Method of calculating value function to make value based decisions (e.g., in an MDP) without needing to directly solve the Bellman equation. Uses prediction errors over time, updating the value of the previous state based on the reward and value of the current state.
Explain the TD learning equation
The updated value of the previous state comes from the current value of the previous state, plus the learning rate multiplied by the temporal difference reward prediction error. This is how much better the current state is (reward and value) than the previous state (current value). Learning rate controls how much information keep from the current value and how much use from the update calculation in the updated value.

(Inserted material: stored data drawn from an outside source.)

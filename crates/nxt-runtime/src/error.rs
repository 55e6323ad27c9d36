#![forbid(unsafe_code)]

//! Error types for the runtime.
//!
//! None of these escape to the page: the scanner logs them and moves on.
//! They exist so tests and the stats surface can tell failures apart.

use nxt_attr::EnhancerType;
use nxt_dom::{DomError, ElementId};
use std::any::Any;
use std::fmt;

/// A behavior failed inside one of its lifecycle hooks.
#[derive(Debug, Clone, PartialEq)]
pub enum EnhancerError {
    /// A required attribute is missing.
    MissingAttribute(&'static str),
    /// An attribute holds a value the behavior cannot use.
    InvalidAttribute { name: &'static str, value: String },
    /// A document operation failed.
    Dom(DomError),
    /// The hook panicked.
    Panicked(String),
    /// Behavior-specific failure.
    Failed(String),
}

impl fmt::Display for EnhancerError {
    fn fmt(&self, f: &mut fmt::Formatter<'_>) -> fmt::Result {
        match self {
            Self::MissingAttribute(name) => write!(f, "missing attribute `{name}`"),
            Self::InvalidAttribute { name, value } => {
                write!(f, "invalid value `{value}` for `{name}`")
            }
            Self::Dom(err) => write!(f, "document error: {err}"),
            Self::Panicked(msg) => write!(f, "panicked: {msg}"),
            Self::Failed(msg) => f.write_str(msg),
        }
    }
}

impl std::error::Error for EnhancerError {
    fn source(&self) -> Option<&(dyn std::error::Error + 'static)> {
        match self {
            Self::Dom(err) => Some(err),
            _ => None,
        }
    }
}

impl From<DomError> for EnhancerError {
    fn from(err: DomError) -> Self {
        Self::Dom(err)
    }
}

/// A type tag could not be turned into a behavior.
#[derive(Debug, Clone, PartialEq, Eq)]
pub enum ResolveError {
    /// The type is recognized but no module is registered for it.
    NoImplementation(EnhancerType),
    /// `data-next-action` names an action no module handles.
    UnknownAction(String),
    /// `data-next-display` names a path no display variant can serve.
    UnresolvableDisplay(String),
    /// The element lost the attribute that selected this type.
    MissingDiscriminant(EnhancerType),
}

impl fmt::Display for ResolveError {
    fn fmt(&self, f: &mut fmt::Formatter<'_>) -> fmt::Result {
        match self {
            Self::NoImplementation(ty) => write!(f, "no implementation registered for `{ty}`"),
            Self::UnknownAction(action) => write!(f, "unknown action `{action}`"),
            Self::UnresolvableDisplay(path) => write!(f, "no display variant for `{path}`"),
            Self::MissingDiscriminant(ty) => write!(f, "element no longer carries a `{ty}` attribute"),
        }
    }
}

impl std::error::Error for ResolveError {}

/// A scan request was rejected.
#[derive(Debug, Clone, PartialEq, Eq)]
pub enum ScanError {
    /// A scan is already in flight; the request was dropped.
    AlreadyScanning,
    /// The scan root is not in the document.
    UnknownRoot(ElementId),
}

impl fmt::Display for ScanError {
    fn fmt(&self, f: &mut fmt::Formatter<'_>) -> fmt::Result {
        match self {
            Self::AlreadyScanning => write!(f, "a scan is already in progress"),
            Self::UnknownRoot(id) => write!(f, "scan root {id} is not in the document"),
        }
    }
}

impl std::error::Error for ScanError {}

/// A change handler failed while receiving a batch.
#[derive(Debug, Clone, PartialEq, Eq)]
pub enum HandlerError {
    Failed { handler: String, message: String },
    Panicked { handler: String, message: String },
}

impl HandlerError {
    #[must_use]
    pub fn failed(handler: impl Into<String>, message: impl Into<String>) -> Self {
        Self::Failed {
            handler: handler.into(),
            message: message.into(),
        }
    }
}

impl fmt::Display for HandlerError {
    fn fmt(&self, f: &mut fmt::Formatter<'_>) -> fmt::Result {
        match self {
            Self::Failed { handler, message } => write!(f, "handler `{handler}` failed: {message}"),
            Self::Panicked { handler, message } => {
                write!(f, "handler `{handler}` panicked: {message}")
            }
        }
    }
}

impl std::error::Error for HandlerError {}

/// Best-effort text of a panic payload.
pub(crate) fn panic_message(payload: &(dyn Any + Send)) -> String {
    if let Some(s) = payload.downcast_ref::<&str>() {
        (*s).to_string()
    } else if let Some(s) = payload.downcast_ref::<String>() {
        s.clone()
    } else {
        "non-string panic payload".to_string()
    }
}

Does TD learning solve the Bellman equation?
In a way, yes, but not directly. It approximates its principles of converging to an optimal policy through iterative updates whilst remaining model free in stochastic environments.
What are the benefits of TD learning compared to the Bellman equation?
Computational efficiency, can handle incomplete data (no ned to reach the end state/episode to learn), sample efficiency/less experience required, can adapt to stochastic environments, good for online learning (can adapt to changing/non-stationary environments)
What is Q learning?
Type of TD learning that uses a Q value for its value function which estimates the value of action state pairs (taking a certain action in a certain state) rather than just the value of the state. Uses a Q table of states x values. Can differentiate potential outcome of each action in each state to directly select best action for current state.
What does it mean that Q learning is off policy?
Calculates Q vaues for optimal reward regardless of behaviour policies. Allows for policies that don’t always follow optimal Q values - those that balance exploration and exploitation. Means when the agent exploits/follows the Q values it gets the optimal reward, whilst allowing the agent to explore.
Why is exploration (not just exploitation) important?
Makes sure agent can find best rewards e.g. doesn’t settle on intermediate reard first found as exploration means can keep looking for end goal. Makes sure the agent doesn’t get stuck e.g. not trying to exploit an action that isn’t producing a transition to a new state like if encountered an obstacle.